• _TASK STATEMENT_:
A line below contains "let vectorizer: Vectorizer", and a later one contains "pub struct TrainedModelStrategy". Repeat both, with every line between them, exactly.

Stored items
^^^^

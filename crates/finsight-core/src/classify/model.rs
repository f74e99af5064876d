//! Trained-model classification strategy
//!
//! Optionally loads a pre-trained artifact pair from disk: a feature
//! vectorizer (`vectorizer.json`: token vocabulary + idf weights) and a
//! linear classifier (`category_classifier.json`: class labels, per-class
//! coefficient rows, intercepts). The pair is the serialized output of an
//! external training job; this crate never trains.
//!
//! Loading happens lazily, at most once per process, behind a `OnceLock`.
//! The loaded artifact is immutable and shared freely by concurrent readers.
//! Load failure is an explicit `Result` consumed here as "strategy declines"
//! so the fallback chain carries on with the keyword heuristic.

use serde::Deserialize;
use std::collections::HashMap;
use std::sync::{Arc, OnceLock};
use tracing::{debug, warn};

use super::ClassifyStrategy;
use crate::config::ModelConfig;
use crate::error::{Error, Result};
use crate::models::ClassificationResult;

/// Serialized tf-idf feature vectorizer
#[derive(Debug, Deserialize)]
pub struct Vectorizer {
    /// token → feature index
    vocabulary: HashMap<String, usize>,
    /// inverse document frequency weight per feature index
    idf: Vec<f64>,
}

impl Vectorizer {
    fn validate(&self) -> Result<()> {
        for (token, &idx) in &self.vocabulary {
            if idx >= self.idf.len() {
                return Err(Error::Artifact(format!(
                    "vocabulary index {} for token '{}' out of range ({} features)",
                    idx,
                    token,
                    self.idf.len()
                )));
            }
        }
        Ok(())
    }

    /// Map normalized text onto the feature space: per-token counts scaled
    /// by idf. Unknown tokens contribute nothing.
    fn transform(&self, normalized: &str) -> Vec<f64> {
        let mut features = vec![0.0; self.idf.len()];
        for token in normalized.split_whitespace() {
            if let Some(&idx) = self.vocabulary.get(token) {
                features[idx] += self.idf[idx];
            }
        }
        features
    }
}

/// Serialized linear classifier (one coefficient row per class)
#[derive(Debug, Deserialize)]
pub struct LinearClassifier {
    classes: Vec<String>,
    coefficients: Vec<Vec<f64>>,
    intercepts: Vec<f64>,
}

impl LinearClassifier {
    fn validate(&self, n_features: usize) -> Result<()> {
        if self.classes.is_empty() {
            return Err(Error::Artifact("classifier has no classes".to_string()));
        }
        if self.coefficients.len() != self.classes.len()
            || self.intercepts.len() != self.classes.len()
        {
            return Err(Error::Artifact(format!(
                "shape mismatch: {} classes, {} coefficient rows, {} intercepts",
                self.classes.len(),
                self.coefficients.len(),
                self.intercepts.len()
            )));
        }
        for (i, row) in self.coefficients.iter().enumerate() {
            if row.len() != n_features {
                return Err(Error::Artifact(format!(
                    "coefficient row {} has {} features, vectorizer has {}",
                    i,
                    row.len(),
                    n_features
                )));
            }
        }
        Ok(())
    }

    /// Class-probability vector via softmax over the linear scores.
    fn predict_proba(&self, features: &[f64]) -> Vec<f64> {
        let scores: Vec<f64> = self
            .coefficients
            .iter()
            .zip(&self.intercepts)
            .map(|(row, b)| row.iter().zip(features).map(|(w, x)| w * x).sum::<f64>() + b)
            .collect();

        // Stabilized softmax
        let max = scores.iter().cloned().fold(f64::NEG_INFINITY, f64::max);
        let exps: Vec<f64> = scores.iter().map(|s| (s - max).exp()).collect();
        let sum: f64 = exps.iter().sum();
        exps.iter().map(|e| e / sum).collect()
    }
}

/// Loaded, validated artifact pair
#[derive(Debug)]
pub struct ModelArtifact {
    vectorizer: Vectorizer,
    classifier: LinearClassifier,
}

impl ModelArtifact {
    /// Load and validate the artifact pair from the configured directory.
    ///
    /// Errors when the directory is unconfigured, either file is missing or
    /// unreadable, the JSON does not parse, or the shapes are inconsistent.
    pub fn load(config: &ModelConfig) -> Result<Self> {
        let vec_path = config
            .vectorizer_path()
            .ok_or_else(|| Error::Artifact("vectorizer artifact not found".to_string()))?;
        let clf_path = config
            .classifier_path()
            .ok_or_else(|| Error::Artifact("classifier artifact not found".to_string()))?;

        let vectorizer: Vectorizer = serde_json::from_str(&std::fs::read_to_string(vec_path)?)?;
        vectorizer.validate()?;

        let classifier: LinearClassifier =
            serde_json::from_str(&std::fs::read_to_string(clf_path)?)?;
        classifier.validate(vectorizer.idf.len())?;

        Ok(Self {
            vectorizer,
            classifier,
        })
    }

    /// Predict the label for normalized text along with its probability.
    ///
    /// Deterministic: vectorize, score, softmax, argmax. The returned
    /// confidence is the probability assigned to the predicted label.
    pub fn classify_with_model(&self, normalized: &str) -> Option<(String, f64)> {
        let features = self.vectorizer.transform(normalized);
        let proba = self.classifier.predict_proba(&features);

        let (best_idx, best_p) = proba
            .iter()
            .enumerate()
            .max_by(|a, b| a.1.total_cmp(b.1))?;
        Some((self.classifier.classes[best_idx].clone(), *best_p))
    }
}

/// Fallback-chain strategy wrapping the lazily loaded artifact
pub struct TrainedModelStrategy {
    config: ModelConfig,
    /// None once a load attempt failed; never retried within the process
    artifact: OnceLock<Option<Arc<ModelArtifact>>>,
}

impl TrainedModelStrategy {
    pub fn new(config: ModelConfig) -> Self {
        Self {
            config,
            artifact: OnceLock::new(),
        }
    }

    fn artifact(&self) -> Option<&Arc<ModelArtifact>> {
        self.artifact
            .get_or_init(|| match ModelArtifact::load(&self.config) {
                Ok(artifact) => {
                    debug!("Loaded classifier artifact pair");
                    Some(Arc::new(artifact))
                }
                Err(err) => {
                    // Missing artifacts are routine; anything else deserves a warning.
                    match &err {
                        Error::Artifact(msg) if msg.contains("not found") => {
                            debug!("No classifier artifact: {}", msg);
                        }
                        _ => warn!(error = %err, "Failed to load classifier artifact"),
                    }
                    None
                }
            })
            .as_ref()
    }
}

impl ClassifyStrategy for TrainedModelStrategy {
    fn name(&self) -> &'static str {
        "trained_model"
    }

    fn attempt(&self, normalized: &str) -> Option<ClassificationResult> {
        let (category, confidence) = self.artifact()?.classify_with_model(normalized)?;
        let reason = if confidence > 0.8 {
            "Pattern match"
        } else {
            "Best guess based on history"
        };
        Some(ClassificationResult::new(category, confidence, reason))
    }
}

^^^^

• _RESPONSE_:
        let vectorizer: Vectorizer = serde_json::from_str(&std::fs::read_to_string(vec_path)?)?;
        vectorizer.validate()?;

        let classifier: LinearClassifier =
            serde_json::from_str(&std::fs::read_to_string(clf_path)?)?;
        classifier.validate(vectorizer.idf.len())?;

        Ok(Self {
            vectorizer,
            classifier,
        })
    }

    /// Predict the label for normalized text along with its probability.
    ///
    /// Deterministic: vectorize, score, softmax, argmax. The returned
    /// confidence is the probability assigned to the predicted label.
    pub fn classify_with_model(&self, normalized: &str) -> Option<(String, f64)> {
        let features = self.vectorizer.transform(normalized);
        let proba = self.classifier.predict_proba(&features);

        let (best_idx, best_p) = proba
            .iter()
            .enumerate()
            .max_by(|a, b| a.1.total_cmp(b.1))?;
        Some((self.classifier.classes[best_idx].clone(), *best_p))
    }
}

/// Fallback-chain strategy wrapping the lazily loaded artifact
pub struct TrainedModelStrategy {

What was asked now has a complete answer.